Matt Matteson, owner of the Cornerstone Research building at 1000 El Camino Real, requested a permit to remove the trees because they are on top of a waterproof barrier that is protecting a parking structure beneath it. The waterproof barrier is damaged, and to fix it the trees must be removed, he and arborist reports argue. The proposal includes plans to replace the seven trees with 14 new trees of different species.
The Planning Commission had previously approved the tree removal request, but outraged community members appealed the decision in January. At a meeting held then, residents urged the city to explore alternatives to cutting down the trees.
Prior to the commission's meeting, staff researched eight different alternatives to save the trees, but determined that none were both feasible and reasonable.
According to Menlo Park Sustainability Manager Rebecca Lucky, the problem has to do with the fact that the waterproof barrier separating the parking structure from the trees is at the end of its useful life, has become degraded, and needs to be replaced to prevent further water damage to the parking garage.
"Water makes canyons," she said. "Even with a waterproof barrier, water's going to wear it down."
In addition, the tree roots have started to penetrate the barrier in places where it is weak or vulnerable, she said.

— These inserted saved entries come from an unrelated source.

//! Comprehensive tests for the store instructions STA, STX, STY, and the
//! CMOS STZ.
//!
//! Stores affect no flags, and their indexed forms always pay the
//! worst-case cycle cost whether or not the indexing crosses a page.

use lib65c02::{FlatMemory, MemoryBus, CPU};

fn setup_cpu() -> CPU<FlatMemory> {
    let mut memory = FlatMemory::new();
    memory.poke(0xFFFC, 0x00);
    memory.poke(0xFFFD, 0x80);
    let mut cpu = CPU::new(memory);
    cpu.reset().unwrap();
    cpu
}

fn check_store(
    cpu: &mut CPU<FlatMemory>,
    target: u16,
    expected_value: u8,
    expected_cycles: u64,
    expected_bytes: u16,
) {
    let status_before = cpu.status();
    let pc_before = cpu.pc();

    cpu.step().unwrap();

    assert_eq!(cpu.memory().peek(target), Some(expected_value));
    assert_eq!(cpu.cycles(), expected_cycles);
    assert_eq!(cpu.pc().wrapping_sub(pc_before), expected_bytes);
    // No flags affected by stores
    assert_eq!(cpu.status(), status_before);
}

// ========== STA ==========

#[test]
fn test_sta_zero_page() {
    let mut cpu = setup_cpu();
    cpu.set_a(0x42);
    cpu.memory_mut().poke(0x8000, 0x85);
    cpu.memory_mut().poke(0x8001, 0x10);
    check_store(&mut cpu, 0x0010, 0x42, 3, 2);
}

#[test]
fn test_sta_zero_page_x() {
    let mut cpu = setup_cpu();
    cpu.set_a(0x42);
    cpu.set_x(0x05);
    cpu.memory_mut().poke(0x8000, 0x95);
    cpu.memory_mut().poke(0x8001, 0x10);
    check_store(&mut cpu, 0x0015, 0x42, 4, 2);
}

#[test]
fn test_sta_absolute() {
    // Writing 0x42 to $6000 via STA abs: 4 cycles, PC advances by 3
    let mut cpu = setup_cpu();
    cpu.set_a(0x42);
    cpu.memory_mut().poke(0x8000, 0x8D);
    cpu.memory_mut().poke(0x8001, 0x00);
    cpu.memory_mut().poke(0x8002, 0x60);
    check_store(&mut cpu, 0x6000, 0x42, 4, 3);
}

#[test]
fn test_sta_absolute_x_always_five_cycles() {
    // No page cross: still 5 cycles (write-type worst case)
    let mut cpu = setup_cpu();
    cpu.set_a(0x11);
    cpu.set_x(0x01);
    cpu.memory_mut().poke(0x8000, 0x9D);
    cpu.memory_mut().poke(0x8001, 0x00);
    cpu.memory_mut().poke(0x8002, 0x20);
    check_store(&mut cpu, 0x2001, 0x11, 5, 3);

    // Page cross: same 5 cycles
    let mut cpu = setup_cpu();
    cpu.set_a(0x22);
    cpu.set_x(0x20);
    cpu.memory_mut().poke(0x8000, 0x9D);
    cpu.memory_mut().poke(0x8001, 0xF0);
    cpu.memory_mut().poke(0x8002, 0x20);
    check_store(&mut cpu, 0x2110, 0x22, 5, 3);
}

#[test]
fn test_sta_absolute_y_always_five_cycles() {
    let mut cpu = setup_cpu();
    cpu.set_a(0x33);
    cpu.set_y(0xFF);
    cpu.memory_mut().poke(0x8000, 0x99);
    cpu.memory_mut().poke(0x8001, 0x80);
    cpu.memory_mut().poke(0x8002, 0x20);
    check_store(&mut cpu, 0x217F, 0x33, 5, 3);
}

#[test]
fn test_sta_indirect_x() {
    let mut cpu = setup_cpu();
    cpu.set_a(0x44);
    cpu.set_x(0x02);
    cpu.memory_mut().poke(0x8000, 0x81);
    cpu.memory_mut().poke(0x8001, 0x20);
    cpu.memory_mut().poke(0x0022, 0x00);
    cpu.memory_mut().poke(0x0023, 0x30);
    check_store(&mut cpu, 0x3000, 0x44, 6, 2);
}

#[test]
fn test_sta_indirect_y_always_six_cycles() {
    let mut cpu = setup_cpu();
    cpu.set_a(0x55);
    cpu.set_y(0x10);
    cpu.memory_mut().poke(0x8000, 0x91);
    cpu.memory_mut().poke(0x8001, 0x40);
    cpu.memory_mut().poke(0x0040, 0xF8);
    cpu.memory_mut().poke(0x0041, 0x20);
    // 0x20F8 + 0x10 crosses into 0x2108; cost stays 6
    check_store(&mut cpu, 0x2108, 0x55, 6, 2);
}

#[test]
fn test_sta_zero_page_indirect() {
    let mut cpu = setup_cpu();
    cpu.set_a(0x66);
    cpu.memory_mut().poke(0x8000, 0x92);
    cpu.memory_mut().poke(0x8001, 0x40);
    cpu.memory_mut().poke(0x0040, 0x00);
    cpu.memory_mut().poke(0x0041, 0x30);
    check_store(&mut cpu, 0x3000, 0x66, 5, 2);
}

// ========== STX / STY ==========

#[test]
fn test_stx_zero_page_y() {
    let mut cpu = setup_cpu();
    cpu.set_x(0x42);
    cpu.set_y(0x03);
    cpu.memory_mut().poke(0x8000, 0x96);
    cpu.memory_mut().poke(0x8001, 0x10);
    check_store(&mut cpu, 0x0013, 0x42, 4, 2);
}

#[test]
fn test_stx_absolute() {
    let mut cpu = setup_cpu();
    cpu.set_x(0x99);
    cpu.memory_mut().poke(0x8000, 0x8E);
    cpu.memory_mut().poke(0x8001, 0x00);
    cpu.memory_mut().poke(0x8002, 0x25);
    check_store(&mut cpu, 0x2500, 0x99, 4, 3);
}

#[test]
fn test_sty_zero_page_x() {
    let mut cpu = setup_cpu();
    cpu.set_y(0x24);
    cpu.set_x(0x01);
    cpu.memory_mut().poke(0x8000, 0x94);
    cpu.memory_mut().poke(0x8001, 0x10);
    check_store(&mut cpu, 0x0011, 0x24, 4, 2);
}

#[test]
fn test_sty_absolute() {
    let mut cpu = setup_cpu();
    cpu.set_y(0x77);
    cpu.memory_mut().poke(0x8000, 0x8C);
    cpu.memory_mut().poke(0x8001, 0x34);
    cpu.memory_mut().poke(0x8002, 0x12);
    check_store(&mut cpu, 0x1234, 0x77, 4, 3);
}

// ========== STZ (CMOS) ==========

#[test]
fn test_stz_clears_memory() {
    let cases: [(u8, u16, &[u8], u64); 4] = [
        (0x64, 0x0010, &[0x10], 3),       // STZ zp
        (0x74, 0x0015, &[0x10], 4),       // STZ zp,X (X=5)
        (0x9C, 0x2500, &[0x00, 0x25], 4), // STZ abs
        (0x9E, 0x2505, &[0x00, 0x25], 5), // STZ abs,X (X=5)
    ];
    for (opcode, target, operands, cycles) in cases {
        let mut cpu = setup_cpu();
        cpu.set_x(0x05);
        cpu.memory_mut().poke(target, 0xFF);
        cpu.memory_mut().poke(0x8000, opcode);
        for (i, b) in operands.iter().enumerate() {
            cpu.memory_mut().poke(0x8001 + i as u16, *b);
        }
        check_store(&mut cpu, target, 0x00, cycles, 1 + operands.len() as u16);
    }
}

#[test]
fn test_stz_does_not_touch_flags_even_for_zero() {
    let mut cpu = setup_cpu();
    cpu.set_flag_z(false);
    cpu.set_flag_n(true);
    cpu.memory_mut().poke(0x8000, 0x64);
    cpu.memory_mut().poke(0x8001, 0x10);

    cpu.step().unwrap();

    assert!(!cpu.flag_z());
    assert!(cpu.flag_n());
}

The majority of the 14 people who spoke publicly at Wednesday's meeting favored keeping the trees. There was even a song presented by the Raging Grannies, a local advocacy group, in opposition to removing the trees. Protests were also held in front of the trees the weekend before the hearing.
"It was definitely a hard appeal for everybody involved," Lucky said. The permit applicants and the community have grown very attached to the trees, she added. "I think that sentiment was felt deeply in the room."
The Environmental Quality Commission's decision may be appealed within 15 days. If an appeal is made, the City Council would have the final say, according to Lucky.